Nigerian army warns ‘troublemakers’ amid protests
Nigeria’s army said Thursday it was ready to help “maintain law and order” as demonstrators hit the streets again to protest police brutality despite official pledges of reform.
Anger over abuses by the police’s notorious Special Anti-Robbery Squad (SARS) erupted into widespread demonstrations earlier this month, forcing the government to scrap the unit.
The protests have been largely peaceful, but Amnesty International said at least 10 people died and hundreds were injured in the face of an initial harsh response by police in some locations.
In a statement, the military said it “hereby warns all subversive elements and troublemakers” and that it “remains highly committed to defending the country and her democracy at all cost”.
The Nigerian Army “is ready to fully support the civil authority in whatever capacity to maintain law and order and deal with any situation decisively,” the statement said.

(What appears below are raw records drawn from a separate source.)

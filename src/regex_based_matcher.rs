// Copyright (C) 2009 The Libphonenumber Authors
// Copyright (C) 2025 Kashin Vladislav (Rust adaptation author)
//
// Licensed under the Apache License, Version 2.0 (the "License");
// you may not use this file except in compliance with the License.
// You may obtain a copy of the License at
//
// http://www.apache.org/licenses/LICENSE-2.0
//
// Unless required by applicable law or agreed to in writing, software
// distributed under the License is distributed on an "AS IS" BASIS,
// WITHOUT WARRANTIES OR CONDITIONS OF ANY KIND, either express or implied.
// See the License for the specific language governing permissions and
// limitations under the License.

use log::error;

use super::regex_util::{RegexFullMatch, RegexMatchStart};

use crate::{
    interfaces,
    metadata::PhoneNumberDesc,
    regexp_cache::{InvalidRegexError, RegexCache},
};

pub struct RegexBasedMatcher {
    cache: RegexCache,
}

impl RegexBasedMatcher {
    pub fn new() -> Self {
        Self {
            cache: RegexCache::with_capacity(128),
        }
    }

    fn match_number(
        &self,
        phone_number: &str,
        number_pattern: &str,
        allow_prefix_match: bool,
    ) -> Result<bool, InvalidRegexError> {
        let regexp = self.cache.get_regex(number_pattern)?;

        if allow_prefix_match {
            Ok(regexp.match_start(phone_number))
        } else {
            Ok(regexp.full_match(phone_number))
        }
    }
}

impl interfaces::MatcherApi for RegexBasedMatcher {
    fn match_national_number(
        &self,
        number: &str,
        number_desc: &PhoneNumberDesc,
        allow_prefix_match: bool,
    ) -> bool {
        // A missing pattern means no numbers of this type exist; matching
        // non-empty input against it must fail.
        let Some(national_number_pattern) = number_desc.national_number_pattern.as_deref() else {
            return false;
        };
        match self.match_number(number, national_number_pattern, allow_prefix_match) {
            Ok(res) => res,
            Err(_) => {
                error!("Invalid regex! {}", national_number_pattern);
                false
            }
        }
    }

    fn match_possible_number(&self, number: &str, number_desc: &PhoneNumberDesc) -> bool {
        let Some(possible_number_pattern) = number_desc.possible_number_pattern.as_deref() else {
            return true;
        };
        match self.match_number(number, possible_number_pattern, false) {
            Ok(res) => res,
            Err(_) => {
                error!("Invalid regex! {}", possible_number_pattern);
                false
            }
        }
    }
}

The protests have drawn thousands of mainly young demonstrators onto the streets and online in the most concerted show of people power in years.
Flag-waving crowds on Thursday headed towards the national assembly in the capital Abuja as people gathered again to block traffic on key roads in largest city Lagos.
The government has been forced into rare concessions by the protests and has promised a raft of measures to try to appease the popular ire.
The country’s police chief announced on Tuesday that the SARS unit was being replaced by a new SWAT outfit, but protesters were quick to reject this and push for more sweeping change.
In response the Nigerian police insisted that no members of the former unit would be eligible for the new one, promising that its officers will be “barred from indiscriminate and unlawful searches”.
Despite the vow to reform, Amnesty International said the violent response by law enforcement to protests undermined the promises.
“Nigerians are sceptical of authorities’ pledge to end police atrocities because the past claims of reforming SARS have turned out to be empty words,” said Osai Ojigho, the director of Amnesty International Nigeria.
“That police are still using excessive force on peaceful protesters, leading to injuries and deaths in Lagos, Ughelli, Abuja and Ogbomosho, throws through the window claims of any commitment to ending violations of human rights by Nigeria police,” he said.